Jeff Bezos, since stepping away from Amazon.com Inc, has become the latest billionaire to head to space. Meanwhile, Facebook Inc’s Mark Zuckerberg is eyeing life in the metaverse. But don’t expect to see Warren Buffett riding on the next rocket ship for his 91st birthday this month or talking up virtual dimensions in Berkshire Hathaway Inc’s earnings report.
Unlike some of his ultra-wealthy peers, Buffett still prefers the nuts-and-bolts businesses of Planet Earth, such as keeping people’s lights on and delivering goods by freight train. That old-fashioned mind-set is why Berkshire’s market value hasn’t taken the same rocket ride as Amazon or Facebook, even though its operating earnings are much the same.
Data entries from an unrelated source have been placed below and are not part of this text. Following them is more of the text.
//! Configuration management for the Unda portal client.
//!
//! This module handles loading and validating configuration from environment variables.

use crate::error::{ConfigError, ConfigResult};
use std::env;

/// Configuration for the Unda portal client.
#[derive(Debug, Clone)]
pub struct Config {
    /// Portal API base URL
    pub portal_api_url: String,

    /// Optional bearer token attached to requests
    pub access_token: Option<String>,

    /// HTTP request timeout in seconds (default: 10)
    pub request_timeout: u64,

    /// Log level (default: "error")
    pub log_level: String,
}

impl Config {
    /// Load configuration from environment variables.
    ///
    /// Required environment variables:
    /// - `PORTAL_API_BASE_URL`: Base URL for the portal API
    ///
    /// Optional environment variables:
    /// - `PORTAL_ACCESS_TOKEN`: Bearer token for authenticated endpoints
    /// - `REQUEST_TIMEOUT`: HTTP timeout in seconds (default: 10)
    /// - `LOG_LEVEL`: Logging level (default: "error")
    pub fn from_env() -> ConfigResult<Self> {
        // Try to load .env file if it exists (but don't fail if it doesn't)
        let _ = dotenvy::dotenv();

        let portal_api_url = env::var("PORTAL_API_BASE_URL")
            .map_err(|_| ConfigError::MissingVar("PORTAL_API_BASE_URL".to_string()))?;

        // Validate API URL format
        if !portal_api_url.starts_with("http://") && !portal_api_url.starts_with("https://") {
            return Err(ConfigError::InvalidValue {
                var: "PORTAL_API_BASE_URL".to_string(),
                reason: "Must start with http:// or https://".to_string(),
            });
        }

        let access_token = env::var("PORTAL_ACCESS_TOKEN")
            .ok()
            .filter(|token| !token.trim().is_empty());

        let request_timeout = Self::parse_env_u64("REQUEST_TIMEOUT", 10)?;

        let log_level = env::var("LOG_LEVEL").unwrap_or_else(|_| "error".to_string());

        Ok(Config {
            portal_api_url,
            access_token,
            request_timeout,
            log_level,
        })
    }

    /// Parse an environment variable as u64 with a default value.
    fn parse_env_u64(var_name: &str, default: u64) -> ConfigResult<u64> {
        match env::var(var_name) {
            Ok(val) => val.parse::<u64>().map_err(|_| ConfigError::InvalidValue {
                var: var_name.to_string(),
                reason: format!("Must be a positive number, got: {}", val),
            }),
            Err(_) => Ok(default),
        }
    }
}

impl Default for Config {
    fn default() -> Self {
        Config {
            portal_api_url: String::new(),
            access_token: None,
            request_timeout: 10,
            log_level: "error".to_string(),
        }
    }
}

#[cfg(test)]
mod tests {
    use super::*;
    use serial_test::serial;
    use std::env;

    // Helper to set and unset env vars for testing
    struct EnvGuard {
        vars: Vec<String>,
    }

    impl EnvGuard {
        fn new() -> Self {
            EnvGuard { vars: Vec::new() }
        }

        fn set(&mut self, key: &str, value: &str) {
            env::set_var(key, value);
            self.vars.push(key.to_string());
        }
    }

    impl Drop for EnvGuard {
        fn drop(&mut self) {
            for var in &self.vars {
                env::remove_var(var);
            }
        }
    }

    #[test]
    fn test_config_default() {
        let config = Config::default();
        assert_eq!(config.request_timeout, 10);
        assert_eq!(config.log_level, "error");
        assert!(config.access_token.is_none());
    }

    #[test]
    #[serial]
    fn test_config_from_env_invalid_url() {
        let mut guard = EnvGuard::new();
        guard.set("PORTAL_API_BASE_URL", "not-a-url");

        let result = Config::from_env();
        assert!(result.is_err());
        if let Err(ConfigError::InvalidValue { var, .. }) = result {
            assert_eq!(var, "PORTAL_API_BASE_URL");
        }
    }

    #[test]
    #[serial]
    fn test_config_from_env_valid() {
        let mut guard = EnvGuard::new();
        guard.set("PORTAL_API_BASE_URL", "https://portal.example.org");
        guard.set("REQUEST_TIMEOUT", "30");

        let result = Config::from_env();
        assert!(
            result.is_ok(),
            "Config should be valid with all required fields set: {:?}",
            result.err()
        );

        let config = result.unwrap();
        assert_eq!(config.portal_api_url, "https://portal.example.org");
        assert_eq!(config.request_timeout, 30);
    }

    #[test]
    #[serial]
    fn test_config_blank_access_token_ignored() {
        let mut guard = EnvGuard::new();
        guard.set("PORTAL_API_BASE_URL", "https://portal.example.org");
        guard.set("PORTAL_ACCESS_TOKEN", "   ");

        let config = Config::from_env().unwrap();
        assert!(config.access_token.is_none());
    }

    #[test]
    #[serial]
    fn test_parse_env_u64() {
        let mut guard = EnvGuard::new();
        guard.set("TEST_U64", "42");

        let result = Config::parse_env_u64("TEST_U64", 10);
        assert_eq!(result.unwrap(), 42);

        let result = Config::parse_env_u64("NONEXISTENT", 10);
        assert_eq!(result.unwrap(), 10);
    }

    #[test]
    #[serial]
    fn test_parse_env_u64_invalid() {
        let mut guard = EnvGuard::new();
        guard.set("TEST_U64_INVALID", "not-a-number");

        let result = Config::parse_env_u64("TEST_U64_INVALID", 10);
        assert!(result.is_err());
    }
}
//! Data models for the Unda portal registration API.
//!
//! This module contains the payload structures callers hand to the client
//! and typed conveniences for the JSON receipts the portal returns.

pub mod login;
pub mod registration;

pub use login::LoginCredentials;
pub use registration::{
    ChampionRegistration, ChampionRegistrationReceipt, MemberRegistration,
    MemberRegistrationReceipt, RegisterMemberRequest,
};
With Buffett hoarding more than $100 billion of cash at Berkshire the last few years, the perception is that the investing icon has lost his touch in a technology-driven economy that would seem to be full of investment opportunities.
But even as Buffett is criticised for that cash stockpile, it actually puts him in quite good company. Amazon — now led by CEO Andy Jassy — and Zuckerberg’s Facebook are each sitting on a heap of cash, too, as are Tim Cook at Apple Inc, Sundar Pichai at Google’s parent Alphabet Inc and Satya Nadella at Microsoft Corp. Other than Berkshire, these are the most cash-rich companies in America and the most valuable.
Berkshire’s balance sheet was once a playground for Buffett and his followers, who would study the bread crumbs in his annual letter for hints about the next big acquisition. Lately, though, his followers have given up on guessing because Buffett seems to think anything worth buying is too expensive or risky now. (It doesn’t help that his most recent big acquisition, the $37 billion deal for Precision Castparts five years ago, resulted in a writedown.) Without the splashy dealmaking investors had come to expect from Buffett, there’s little for them to get excited about, regardless of how much money Berkshire earns.
As it gets set to report another unsung quarter of results Saturday, it could serve as a word of caution to the tech visionaries: There’s a downside to CEOs encouraging cults around their own investing genius that can take the focus off of the business’s profitability and durability. Buffett has basked in the personal limelight throughout his five decades building Berkshire, as Bezos did while at Amazon’s helm and Tesla Inc’s Elon Musk is doing now. But younger investors aren’t as enthralled with Buffett or his value-investing wisdom, and that’s held back Berkshire’s stock price.
What they’re missing is that Buffett built this awe-inspiring collection of engines that take turns picking up the slack when another stalls out. It’s perhaps the only conglomerate that works exactly as intended.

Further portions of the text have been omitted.